//! # Userboard Core
//!
//! Core traits and types for the userboard architecture.
//!
//! This crate provides the fundamental abstractions for driving a user
//! directory frontend through unidirectional data flow: state slices are
//! updated by pure reducers, and all I/O is described as effects that the
//! runtime executes and feeds back as actions.
//!
//! ## Core Concepts
//!
//! - **State**: Domain state for a slice (users, posts/todos)
//! - **Action**: All possible inputs to a reducer, including the
//!   fulfilled/rejected feedback produced by remote operations
//! - **Reducer**: Pure function `(State, Action, Environment) → (State, Effects)`
//! - **Effect**: Side effect descriptions (not execution)
//! - **Environment**: Injected dependencies via traits
//!
//! ## Example
//!
//! ```ignore
//! use userboard_core::{Reducer, Effect, smallvec, SmallVec};
//!
//! impl Reducer for UsersReducer {
//!     type State = UsersState;
//!     type Action = UsersAction;
//!     type Environment = AppEnvironment;
//!
//!     fn reduce(
//!         &self,
//!         state: &mut UsersState,
//!         action: UsersAction,
//!         env: &AppEnvironment,
//!     ) -> SmallVec<[Effect<UsersAction>; 4]> {
//!         match action {
//!             UsersAction::Load => {
//!                 state.users.apply(Phase::Pending);
//!                 let api = env.api.clone();
//!                 smallvec![Effect::future(async move {
//!                     Some(match api.list_users().await {
//!                         Ok(users) => UsersAction::Loaded(users),
//!                         Err(err) => UsersAction::LoadFailed(err.to_string()),
//!                     })
//!                 })]
//!             }
//!             // ...
//!         }
//!     }
//! }
//! ```

// Re-export commonly used types
pub use smallvec::{SmallVec, smallvec};

pub use effect::Effect;
pub use lifecycle::{AsyncState, Phase, TaskStatus};
pub use reducer::Reducer;

pub mod composition;
pub mod lifecycle;

/// Reducer module - The core trait for business logic
///
/// Reducers are pure functions: `(State, Action, Environment) → (State, Effects)`.
/// They contain all state transitions and are deterministic and testable.
pub mod reducer {
    use super::SmallVec;
    use super::effect::Effect;

    /// The Reducer trait - core abstraction for slice logic
    ///
    /// # Type Parameters
    ///
    /// - `State`: The slice state this reducer operates on
    /// - `Action`: The action type this reducer processes
    /// - `Environment`: The injected dependencies this reducer needs
    pub trait Reducer {
        /// The state type this reducer operates on
        type State;

        /// The action type this reducer processes
        type Action;

        /// The environment type with injected dependencies
        type Environment;

        /// Reduce an action into state changes and effects
        ///
        /// This is a pure function that:
        /// 1. Validates the action
        /// 2. Updates state in place
        /// 3. Returns effect descriptions to be executed
        fn reduce(
            &self,
            state: &mut Self::State,
            action: Self::Action,
            env: &Self::Environment,
        ) -> SmallVec<[Effect<Self::Action>; 4]>;
    }
}

/// Effect module - Side effect descriptions
///
/// Effects describe side effects to be performed by the runtime. They are
/// values (not execution) and are composable.
pub mod effect {
    use futures::future::BoxFuture;

    /// Effect type - describes a side effect to be executed
    ///
    /// Effects are NOT executed immediately. They are descriptions of what
    /// should happen, returned from reducers and executed by the Store
    /// runtime.
    ///
    /// # Type Parameters
    ///
    /// - `Action`: The action type that effects can produce (feedback loop)
    #[allow(missing_docs)]
    pub enum Effect<Action> {
        /// No-op effect
        None,

        /// Arbitrary async computation
        ///
        /// Returns `Option<Action>` - if Some, the action is fed back into
        /// the reducer. Remote operations are expressed this way: the future
        /// performs the request and resolves to the fulfilled or rejected
        /// feedback action.
        Future(BoxFuture<'static, Option<Action>>),

        /// Run effects in parallel
        Parallel(Vec<Effect<Action>>),

        /// Run effects sequentially
        Sequential(Vec<Effect<Action>>),
    }

    // Manual Debug implementation since Future doesn't implement Debug
    impl<Action> std::fmt::Debug for Effect<Action>
    where
        Action: std::fmt::Debug,
    {
        fn fmt(&self, f: &mut std::fmt::Formatter<'_>) -> std::fmt::Result {
            match self {
                Effect::None => write!(f, "Effect::None"),
                Effect::Future(_) => write!(f, "Effect::Future(<future>)"),
                Effect::Parallel(effects) => {
                    f.debug_tuple("Effect::Parallel").field(effects).finish()
                },
                Effect::Sequential(effects) => {
                    f.debug_tuple("Effect::Sequential").field(effects).finish()
                },
            }
        }
    }

    impl<Action: Send + 'static> Effect<Action> {
        /// Wrap an async computation as an effect
        pub fn future<F>(fut: F) -> Effect<Action>
        where
            F: Future<Output = Option<Action>> + Send + 'static,
        {
            Effect::Future(Box::pin(fut))
        }

        /// Combine effects to run in parallel
        #[must_use]
        pub const fn merge(effects: Vec<Effect<Action>>) -> Effect<Action> {
            Effect::Parallel(effects)
        }

        /// Chain effects to run sequentially
        #[must_use]
        pub const fn chain(effects: Vec<Effect<Action>>) -> Effect<Action> {
            Effect::Sequential(effects)
        }

        /// Map the action type produced by this effect
        ///
        /// Used by scoped reducers to embed a slice's actions into the parent
        /// action type without the slice knowing about the parent.
        pub fn map<B, F>(self, f: F) -> Effect<B>
        where
            B: Send + 'static,
            F: Fn(Action) -> B + Send + Sync + Clone + 'static,
        {
            match self {
                Effect::None => Effect::None,
                Effect::Future(fut) => {
                    Effect::Future(Box::pin(async move { fut.await.map(f) }))
                },
                Effect::Parallel(effects) => Effect::Parallel(
                    effects.into_iter().map(|e| e.map(f.clone())).collect(),
                ),
                Effect::Sequential(effects) => Effect::Sequential(
                    effects.into_iter().map(|e| e.map(f.clone())).collect(),
                ),
            }
        }
    }
}

#[cfg(test)]
mod tests {
    use super::effect::Effect;

    #[derive(Debug, Clone, PartialEq, Eq)]
    enum Inner {
        Done(u32),
    }

    #[derive(Debug, Clone, PartialEq, Eq)]
    enum Outer {
        Inner(Inner),
    }

    #[test]
    fn effect_debug_hides_future() {
        let effect = Effect::future(async { Some(Inner::Done(1)) });
        assert_eq!(format!("{effect:?}"), "Effect::Future(<future>)");
    }

    #[test]
    fn map_embeds_future_actions() {
        let effect = Effect::future(async { Some(Inner::Done(7)) }).map(Outer::Inner);
        let Effect::Future(fut) = effect else {
            unreachable!("future effect maps to a future effect");
        };
        let action = tokio_test::block_on(fut);
        assert_eq!(action, Some(Outer::Inner(Inner::Done(7))));
    }

    #[test]
    fn map_preserves_structure() {
        let effect = Effect::merge(vec![
            Effect::None,
            Effect::future(async { Some(Inner::Done(2)) }),
        ])
        .map(Outer::Inner);

        let Effect::Parallel(effects) = effect else {
            unreachable!("parallel effect maps to a parallel effect");
        };
        assert_eq!(effects.len(), 2);
        assert!(matches!(effects[0], Effect::None));
        assert!(matches!(effects[1], Effect::Future(_)));
    }
}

+ + + + + + +

[What is required]: The line containing "assert_eq!(effects.len(), 2);" and every line after it, through the end of the records, should be repeated exactly and alone.

[Task response]:
        assert_eq!(effects.len(), 2);
        assert!(matches!(effects[0], Effect::None));
        assert!(matches!(effects[1], Effect::Future(_)));
    }
}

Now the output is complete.